Belatedly, Danika returned the squeeze. “Welcome.”

The guys gave Sam some trouble about the steak, Mac managed to dip a finger into the corner of the cobbler, and Ben pressed Jessica against the wall next to the fridge for a long, deep kiss. Her cheeks were flushed when he let her up for air but she didn’t seem upset. Ben was grinning.

“Good grief.” Sara rolled her eyes. “You act like you haven’t seen each other in days.”

“It’s been six hours, forty minutes and twenty seconds,” Ben said, his hand cupping the back of Jessica’s neck.

Jessica elbowed him in the ribs. “You made that up.”

“No, I last saw you when I pulled you into exam one and…”

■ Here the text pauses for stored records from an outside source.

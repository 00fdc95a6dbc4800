#![warn(clippy::all, clippy::pedantic)]

use crate::{NewBookmark, RepositoryError, repository::MemoryRepository};

/// Default bookmark: name, URL template, description, aliases
pub struct SeedBookmark {
    pub name: &'static str,
    pub url: &'static str,
    pub description: &'static str,
    pub aliases: &'static [&'static str],
}

impl SeedBookmark {
    #[must_use]
    pub fn to_new_bookmark(&self) -> NewBookmark {
        NewBookmark {
            name: self.name.to_string(),
            url: self.url.to_string(),
            description: Some(self.description.to_string()),
            aliases: self.aliases.iter().map(ToString::to_string).collect(),
        }
    }
}

/// Bookmarks installed into a fresh store
pub const SEED_BOOKMARKS: &[SeedBookmark] = &[
    SeedBookmark {
        name: "froglol",
        url: "http://localhost:5000/manage",
        description: "Froglol bookmark management",
        aliases: &["manage", "list"],
    },
    SeedBookmark {
        name: "google",
        url: "https://www.google.com/search?q=%s",
        description: "Google search",
        aliases: &["g"],
    },
    SeedBookmark {
        name: "github",
        url: "https://github.com/search?q=%s",
        description: "GitHub search",
        aliases: &["gh"],
    },
    SeedBookmark {
        name: "youtube",
        url: "https://www.youtube.com/results?search_query=%s",
        description: "YouTube search",
        aliases: &["yt"],
    },
    SeedBookmark {
        name: "wikipedia",
        url: "https://en.wikipedia.org/wiki/Special:Search?search=%s",
        description: "Wikipedia search",
        aliases: &["wiki", "w"],
    },
    SeedBookmark {
        name: "stackoverflow",
        url: "https://stackoverflow.com/search?q=%s",
        description: "Stack Overflow search",
        aliases: &["so", "stack"],
    },
    SeedBookmark {
        name: "reddit",
        url: "https://www.reddit.com/search?q=%s",
        description: "Reddit search",
        aliases: &["r"],
    },
    SeedBookmark {
        name: "twitter",
        url: "https://twitter.com/search?q=%s",
        description: "Twitter search",
        aliases: &["tw"],
    },
    SeedBookmark {
        name: "amazon",
        url: "https://www.amazon.com/s?k=%s",
        description: "Amazon product search",
        aliases: &["amz"],
    },
    SeedBookmark {
        name: "chatgpt",
        url: "https://chat.openai.com/",
        description: "ChatGPT by OpenAI",
        aliases: &["gpt", "openai"],
    },
    SeedBookmark {
        name: "claude",
        url: "https://claude.ai/",
        description: "Claude by Anthropic",
        aliases: &["anthropic"],
    },
    SeedBookmark {
        name: "gemini",
        url: "https://gemini.google.com/",
        description: "Gemini by Google",
        aliases: &["bard"],
    },
];

/// Insert the default bookmarks, returning how many were stored.
///
/// # Errors
///
/// Returns an error if a default bookmark collides with an existing one.
pub fn seed(repository: &MemoryRepository) -> Result<usize, RepositoryError> {
    for bookmark in SEED_BOOKMARKS {
        repository.insert(bookmark.to_new_bookmark())?;
    }
    Ok(SEED_BOOKMARKS.len())
}

#[cfg(test)]
mod tests {
    use super::*;

    #[test]
    fn test_seed_bookmarks_form_a_valid_namespace() -> anyhow::Result<()> {
        let repository = MemoryRepository::new();
        assert_eq!(seed(&repository)?, SEED_BOOKMARKS.len());
        assert_eq!(repository.len(), SEED_BOOKMARKS.len());
        Ok(())
    }

    #[test]
    fn test_seeding_twice_conflicts() -> anyhow::Result<()> {
        let repository = MemoryRepository::new();
        seed(&repository)?;
        assert!(matches!(seed(&repository), Err(RepositoryError::Conflict(_))));
        Ok(())
    }
}
#![warn(clippy::all, clippy::pedantic)]

use anyhow::Result;
use clap::Parser;
use froglol::{
    Settings,
    cli::{Cli, Commands},
    commands,
};

#[tokio::main]
async fn main() -> Result<()> {
    let cli = Cli::parse();

    let default_level = if cli.verbose { "debug" } else { "warn" };
    env_logger::Builder::from_env(env_logger::Env::default().default_filter_or(default_level))
        .init();

    let settings = cli.apply(Settings::from_env()?);
    log::debug!("Using bookmark store at {}", settings.store_path.display());

    match &cli.command {
        Commands::Resolve { query } => commands::resolve(&settings, &query.join(" "), cli.json).await,
        Commands::Suggest { command } => commands::suggest(&settings, command, cli.json).await,
        Commands::List => commands::list(&settings, cli.json),
        Commands::Seed => commands::seed(&settings).await,
    }
}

“Okay!” Jessica slapped her hand over Ben’s mouth. She was laughing as she pulled him into the next room.

“Yes, they’re always like that,” Sara said to Danika. “Can I use your bathroom?”

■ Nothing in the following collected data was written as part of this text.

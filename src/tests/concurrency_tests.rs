use anyhow::{Result, anyhow};
use std::{sync::Arc, time::Duration};

use super::{FlakyRepository, bookmark, multiple_bookmarks};
use crate::{FuzzyMatcher, RedirectResult, Resolver, Settings};

#[tokio::test(flavor = "multi_thread", worker_threads = 4)]
async fn test_parallel_resolutions_count_every_use() -> Result<()> {
    let repository = multiple_bookmarks();
    let settings = Settings {
        fuzzy_cache_ttl: Duration::ZERO,
        ..Settings::default()
    };
    let resolver = Arc::new(Resolver::from_settings(repository.clone(), &settings));

    let tasks = (0..64).map(|i| {
        let resolver = Arc::clone(&resolver);
        tokio::spawn(async move {
            let query = if i % 2 == 0 { "gh tokio" } else { "githb tokio" };
            resolver.resolve(query).await
        })
    });

    for joined in futures::future::join_all(tasks).await {
        match joined?? {
            RedirectResult::Redirect { url, .. } => {
                assert_eq!(url, "https://github.example/?q=tokio");
            }
            RedirectResult::Suggestions { suggestions, .. } => {
                assert_eq!(suggestions[0].bookmark.name, "github");
            }
        }
    }

    let resolver =
        Arc::try_unwrap(resolver).map_err(|_| anyhow!("resolver still shared after tasks"))?;
    assert_eq!(resolver.shutdown().await, 32);
    assert_eq!(repository.get(2).map(|b| b.use_count), Some(82));
    Ok(())
}

#[tokio::test(flavor = "multi_thread", worker_threads = 4)]
async fn test_concurrent_misses_share_a_fresh_index() -> Result<()> {
    let repository = Arc::new(FlakyRepository::new());
    repository.insert(bookmark(1, "google", 0, &["g"]))?;
    let matcher = Arc::new(FuzzyMatcher::new(repository.clone()));

    // Warm the index, then hammer it while it is fresh
    matcher.refresh().await?;
    let tasks = (0..32).map(|_| {
        let matcher = Arc::clone(&matcher);
        tokio::spawn(async move { matcher.suggest("googel").await })
    });
    for joined in futures::future::join_all(tasks).await {
        assert_eq!(joined?[0].command, "google");
    }

    assert_eq!(repository.enumerations(), 1);
    Ok(())
}
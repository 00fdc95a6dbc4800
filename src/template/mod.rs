#![warn(clippy::all, clippy::pedantic)]

use percent_encoding::{AsciiSet, NON_ALPHANUMERIC, utf8_percent_encode};

use crate::PLACEHOLDER;

/// Bytes left untouched by query encoding; everything else is escaped.
const FORM_QUERY: &AsciiSet = &NON_ALPHANUMERIC
    .remove(b'_')
    .remove(b'.')
    .remove(b'-')
    .remove(b'~');

/// Encode a string for use inside a query component, with spaces as `+`.
#[must_use]
pub fn encode_query_component(input: &str) -> String {
    input
        .split(' ')
        .map(|part| utf8_percent_encode(part, FORM_QUERY).to_string())
        .collect::<Vec<_>>()
        .join("+")
}

/// Replace every `%s` in `url_template` with the encoded `args`.
///
/// Empty arguments clear the placeholder. A template without a placeholder
/// is returned unchanged and the arguments are dropped.
#[must_use]
pub fn substitute_args(url_template: &str, args: &str) -> String {
    if args.is_empty() {
        return url_template.replace(PLACEHOLDER, "");
    }

    url_template.replace(PLACEHOLDER, &encode_query_component(args))
}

“Down the hall, you can’t miss it.”

“I’m hungry.” Mac grabbed the plate of steaks and headed out of the kitchen.

“Hey…” But Sam’s protest didn’t even make Mac glance back.

“Don’t look now, but Mac just watched your sister leave the room,” Danika said.

Sam glanced after his friend. “Coincidence,” he said.

“Coincidence?”

“That he was looking in that direction when she just happened to leave.”